Это высказывание замечательно выражало два противонаправленных импульса, которые сталкивались в отношении представителей русского образованного общества к иконописной традиции во второй половине XIX века. В качестве эстетического феномена она была малоинтересна, точнее – трудно было воспринимать ее как феномен эстетический; адаптировать свой вкус к техникам экзотического восточного искусства оказывалось легче. Однако в качестве феномена отечественной культуры она тем более представлялась значительной, чем острее ощущался европеизированным образованным классом дефицит автохтонной древней традиции как основания национальной культурной уникальности. Отсюда – настойчивая потребность, очевидная в приведенных словах Назарова, найти угол зрения или риторическую формулу, которые бы удостоверяли ценность русской иконописной традиции[617]. Наиболее характерной стратегией было подчеркивание религиозного смысла иконописи, не совместимого с эстетическим подходом в принципе. Так, Буслаев, отмечая живописную грубость и неумелость русских икон, объяснял полное отсутствие в них элемента красоты их «религиозным характером, исключающим все другие интересы»[618]. Однако дальнейший ход его рассуждения показывал, что само по себе это объяснение не казалось удовлетворяющим. Чтобы вполне обрести позитивный смысл, эта всепоглощающая религиозность должна была быть увидена как символ чего-то иного – культурной автономии, особой культурной идентичности, сохранявшейся наперекор внешним влияниям:
Несмотря на все свои недостатки, в которых естественно обнаружилось невежество и отсталость наших предков XVI в., наша древняя иконопись имеет свои неоспоримые преимущества перед искусством западным уже потому, что судьба сберегла его в этот критический период от художественного переворота, известного под именем Возрождения, и таким образом противопоставила первобытную простоту иконописных принципов той испорченности нравов, тому тупому материализму и той бессмысленной идеализации, которые господствуют в западном искусстве с половины XVI в. до начала текущего столетия. Благодаря своей ремесленности наша иконопись осталась самостоятельною и независимою от художественных авторитетов Запада. Недостаток красоты она искупила оригинальностью древнейшего стиля христианского искусства[619].

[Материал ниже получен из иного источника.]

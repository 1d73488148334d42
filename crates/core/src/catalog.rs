//! Compute-target catalog filtering.
//!
//! The service advertises every model it hosts; the wizard may only offer
//! the ones known to work with single-cell workflows.

use serde::{Deserialize, Serialize};

use crate::workflow_spec::ModelId;

/// A model as described by `GET /models`.
#[derive(Debug, Clone, PartialEq, Eq, Serialize, Deserialize)]
pub struct ModelDescriptor {
    pub name: String,
    #[serde(rename = "type", default)]
    pub model_type: String,
    #[serde(default)]
    pub description: String,
    #[serde(default)]
    pub input_formats: Vec<String>,
    #[serde(default)]
    pub version: String,
}

impl ModelDescriptor {
    /// The compatible model this descriptor names, if any.
    pub fn model_id(&self) -> Option<ModelId> {
        ModelId::from_name(&self.name)
    }
}

/// A descriptor that passed the compatibility filter.
#[derive(Debug, Clone, PartialEq, Eq, Serialize)]
pub struct CompatibleModel {
    pub id: ModelId,
    pub descriptor: ModelDescriptor,
}

/// Models the wizard may offer, in service order.
///
/// An empty catalog is a valid outcome ("no compatible targets"), not
/// an error.
#[derive(Debug, Clone, Default, PartialEq, Eq, Serialize)]
pub struct ModelCatalog {
    models: Vec<CompatibleModel>,
}

impl ModelCatalog {
    /// Keep only compatible descriptors, preserving their order.
    pub fn from_descriptors(descriptors: impl IntoIterator<Item = ModelDescriptor>) -> Self {
        let models = descriptors
            .into_iter()
            .filter_map(|descriptor| {
                descriptor
                    .model_id()
                    .map(|id| CompatibleModel { id, descriptor })
            })
            .collect();
        Self { models }
    }

    pub fn models(&self) -> &[CompatibleModel] {
        &self.models
    }

    pub fn is_empty(&self) -> bool {
        self.models.is_empty()
    }

    pub fn len(&self) -> usize {
        self.models.len()
    }

    pub fn find(&self, id: ModelId) -> Option<&CompatibleModel> {
        self.models.iter().find(|m| m.id == id)
    }

    pub fn contains(&self, id: ModelId) -> bool {
        self.find(id).is_some()
    }
}

#[cfg(test)]
mod tests {
    use super::*;

    fn descriptor(name: &str) -> ModelDescriptor {
        ModelDescriptor {
            name: name.to_string(),
            model_type: "single_cell".to_string(),
            description: String::new(),
            input_formats: vec!["h5ad".to_string()],
            version: "1.0".to_string(),
        }
    }

    #[test]
    fn filters_to_compatible_set_in_service_order() {
        let catalog = ModelCatalog::from_descriptors(vec![
            descriptor("UCE"),
            descriptor("Geneformer"),
            descriptor("esm2"),
            descriptor("scGPT"),
        ]);
        let ids: Vec<_> = catalog.models().iter().map(|m| m.id).collect();
        assert_eq!(ids, vec![ModelId::Geneformer, ModelId::Scgpt]);
        assert_eq!(catalog.find(ModelId::Scgpt).unwrap().descriptor.name, "scGPT");
    }

    #[test]
    fn no_compatible_models_is_empty_not_error() {
        let catalog = ModelCatalog::from_descriptors(vec![descriptor("esm2")]);
        assert!(catalog.is_empty());
        assert!(!catalog.contains(ModelId::Scgpt));
    }

    #[test]
    fn descriptor_tolerates_missing_optional_fields() {
        let d: ModelDescriptor = serde_json::from_value(serde_json::json!({
            "name": "scgpt",
            "type": "single_cell",
        }))
        .unwrap();
        assert_eq!(d.model_type, "single_cell");
        assert!(d.input_formats.is_empty());
        assert_eq!(d.model_id(), Some(ModelId::Scgpt));
    }
}
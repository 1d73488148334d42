//! Server-owned workflow snapshots.
//!
//! The client never owns a workflow; it observes successive
//! [`WorkflowRecord`] snapshots. This module defines the status
//! lifecycle, progress normalisation and the rules for accepting a new
//! snapshot after a previous one.

use std::fmt;

use serde::Serialize;

use crate::error::CoreError;
use crate::types::Timestamp;

// ---------------------------------------------------------------------------
// Status
// ---------------------------------------------------------------------------

/// Workflow lifecycle: `created -> running -> {completed | failed}`.
#[derive(Debug, Clone, Copy, PartialEq, Eq, Hash, Serialize)]
#[serde(rename_all = "snake_case")]
pub enum WorkflowStatus {
    Created,
    Running,
    Completed,
    Failed,
}

impl WorkflowStatus {
    /// Parse a status string reported by the service.
    ///
    /// `pending` and `processing` are accepted as older spellings of
    /// `created` and `running`.
    pub fn parse(s: &str) -> Result<Self, CoreError> {
        match s.trim().to_ascii_lowercase().as_str() {
            "created" | "pending" => Ok(Self::Created),
            "running" | "processing" => Ok(Self::Running),
            "completed" => Ok(Self::Completed),
            "failed" => Ok(Self::Failed),
            _ => Err(CoreError::Malformed(format!(
                "Unknown workflow status '{s}'"
            ))),
        }
    }

    pub fn as_str(self) -> &'static str {
        match self {
            Self::Created => "created",
            Self::Running => "running",
            Self::Completed => "completed",
            Self::Failed => "failed",
        }
    }

    /// Display label used by status badges.
    pub fn label(self) -> &'static str {
        match self {
            Self::Created => "Pending",
            Self::Running => "Processing",
            Self::Completed => "Completed",
            Self::Failed => "Failed",
        }
    }

    pub fn is_terminal(self) -> bool {
        matches!(self, Self::Completed | Self::Failed)
    }

    fn rank(self) -> u8 {
        match self {
            Self::Created => 0,
            Self::Running => 1,
            Self::Completed | Self::Failed => 2,
        }
    }

    /// Whether a snapshot with status `next` may follow one with `self`.
    ///
    /// Repeating a status is always allowed. Terminal statuses admit
    /// nothing else, and no status may move backwards.
    pub fn can_transition_to(self, next: Self) -> bool {
        if self == next {
            return true;
        }
        !self.is_terminal() && next.rank() >= self.rank()
    }
}

impl fmt::Display for WorkflowStatus {
    fn fmt(&self, f: &mut fmt::Formatter<'_>) -> fmt::Result {
        f.write_str(self.as_str())
    }
}

// ---------------------------------------------------------------------------
// Progress
// ---------------------------------------------------------------------------

/// Normalise a raw progress value into `[0, 1]`.
///
/// Missing or non-finite values become `0`. Values above `1` and up to
/// `100` are read as percentages.
pub fn normalize_progress(raw: Option<f64>) -> f64 {
    let value = match raw {
        Some(v) if v.is_finite() => v,
        _ => return 0.0,
    };
    let fraction = if value > 1.0 && value <= 100.0 {
        value / 100.0
    } else {
        value
    };
    fraction.clamp(0.0, 1.0)
}

// ---------------------------------------------------------------------------
// Records
// ---------------------------------------------------------------------------

/// One artifact produced by a completed workflow.
#[derive(Debug, Clone, PartialEq, Serialize)]
pub struct ResultItem {
    pub id: String,
    /// Artifact kind, e.g. `"embedding"`.
    #[serde(rename = "type")]
    pub kind: String,
    pub size_bytes: u64,
    /// Absent when the service did not report it.
    pub created_at: Option<Timestamp>,
}

/// A snapshot of a workflow as last reported by the service.
#[derive(Debug, Clone, PartialEq, Serialize)]
pub struct WorkflowRecord {
    pub id: String,
    pub status: WorkflowStatus,
    /// Fraction in `[0, 1]`; only meaningful while running.
    pub progress: f64,
    /// Populated only when the workflow failed.
    pub error_message: Option<String>,
    /// Empty until the workflow completed.
    pub results: Vec<ResultItem>,
    /// Submission time, when the service reports it.
    pub created_at: Option<Timestamp>,
}

impl WorkflowRecord {
    pub fn is_terminal(&self) -> bool {
        self.status.is_terminal()
    }

    /// Progress, but only while the workflow is running.
    pub fn running_progress(&self) -> Option<f64> {
        (self.status == WorkflowStatus::Running).then_some(self.progress)
    }

    /// The failure reason, only for failed workflows.
    pub fn failure(&self) -> Option<&str> {
        match self.status {
            WorkflowStatus::Failed => self.error_message.as_deref(),
            _ => None,
        }
    }
}

/// Accept `next` as the successor of `previous`.
///
/// Rejects snapshots whose status moves backwards. While both snapshots
/// are running, progress is carried forward so it never decreases.
pub fn reconcile_snapshot(
    previous: Option<&WorkflowRecord>,
    mut next: WorkflowRecord,
) -> Result<WorkflowRecord, CoreError> {
    let Some(previous) = previous else {
        return Ok(next);
    };

    if !previous.status.can_transition_to(next.status) {
        return Err(CoreError::Validation(format!(
            "Workflow {} status moved from {} to {}",
            next.id, previous.status, next.status
        )));
    }

    if previous.status == WorkflowStatus::Running && next.status == WorkflowStatus::Running {
        next.progress = next.progress.max(previous.progress);
    }

    Ok(next)
}

#[cfg(test)]
mod tests {
    use assert_matches::assert_matches;

    use super::*;

    fn record(status: WorkflowStatus, progress: f64) -> WorkflowRecord {
        WorkflowRecord {
            id: "wf-1".to_string(),
            status,
            progress,
            error_message: None,
            results: Vec::new(),
            created_at: None,
        }
    }

    #[test]
    fn parse_accepts_aliases() {
        assert_eq!(WorkflowStatus::parse("pending").unwrap(), WorkflowStatus::Created);
        assert_eq!(WorkflowStatus::parse("processing").unwrap(), WorkflowStatus::Running);
        assert_eq!(WorkflowStatus::parse("Completed").unwrap(), WorkflowStatus::Completed);
        assert_matches!(WorkflowStatus::parse("exploded"), Err(CoreError::Malformed(_)));
    }

    #[test]
    fn lifecycle_transitions() {
        use WorkflowStatus::*;
        assert!(Created.can_transition_to(Running));
        assert!(Created.can_transition_to(Completed));
        assert!(Running.can_transition_to(Running));
        assert!(Running.can_transition_to(Failed));
        assert!(!Running.can_transition_to(Created));
        assert!(!Completed.can_transition_to(Running));
        assert!(!Completed.can_transition_to(Failed));
        assert!(!Failed.can_transition_to(Completed));
        assert!(Failed.can_transition_to(Failed));
    }

    #[test]
    fn progress_normalization() {
        assert_eq!(normalize_progress(None), 0.0);
        assert_eq!(normalize_progress(Some(f64::NAN)), 0.0);
        assert_eq!(normalize_progress(Some(0.4)), 0.4);
        assert_eq!(normalize_progress(Some(1.0)), 1.0);
        assert_eq!(normalize_progress(Some(40.0)), 0.4);
        assert_eq!(normalize_progress(Some(-0.5)), 0.0);
        assert_eq!(normalize_progress(Some(250.0)), 1.0);
    }

    #[test]
    fn reconcile_keeps_progress_non_decreasing() {
        let prev = record(WorkflowStatus::Running, 0.6);
        let next = reconcile_snapshot(Some(&prev), record(WorkflowStatus::Running, 0.4)).unwrap();
        assert_eq!(next.progress, 0.6);

        let next = reconcile_snapshot(Some(&prev), record(WorkflowStatus::Running, 0.7)).unwrap();
        assert_eq!(next.progress, 0.7);
    }

    #[test]
    fn reconcile_rejects_backwards_status() {
        let prev = record(WorkflowStatus::Running, 0.5);
        assert_matches!(
            reconcile_snapshot(Some(&prev), record(WorkflowStatus::Created, 0.0)),
            Err(CoreError::Validation(_))
        );
    }

    #[test]
    fn failure_only_reported_when_failed() {
        let mut rec = record(WorkflowStatus::Running, 0.2);
        rec.error_message = Some("stale".to_string());
        assert_eq!(rec.failure(), None);
        assert_eq!(rec.running_progress(), Some(0.2));

        rec.status = WorkflowStatus::Failed;
        assert_eq!(rec.failure(), Some("stale"));
        assert_eq!(rec.running_progress(), None);
    }
}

Эстетическая ничтожность традиционной иконописи с точки зрения современного вкуса искупалась, таким образом, ее функцией хранителя уникальной традиции. Ценность этой традиции определялась самой ее древностью, а также связью с вероисповеданием, которое все отчетливее выступало ключевым маркером национальной идентичности в риторике различных групп элиты. С середины XIX века одной из «зон активности» для этих групп стало накопление знаний об иконописной традиции[620], с одной стороны, и забота о ее воспроизводстве и интеграции в современную культуру, с другой[621].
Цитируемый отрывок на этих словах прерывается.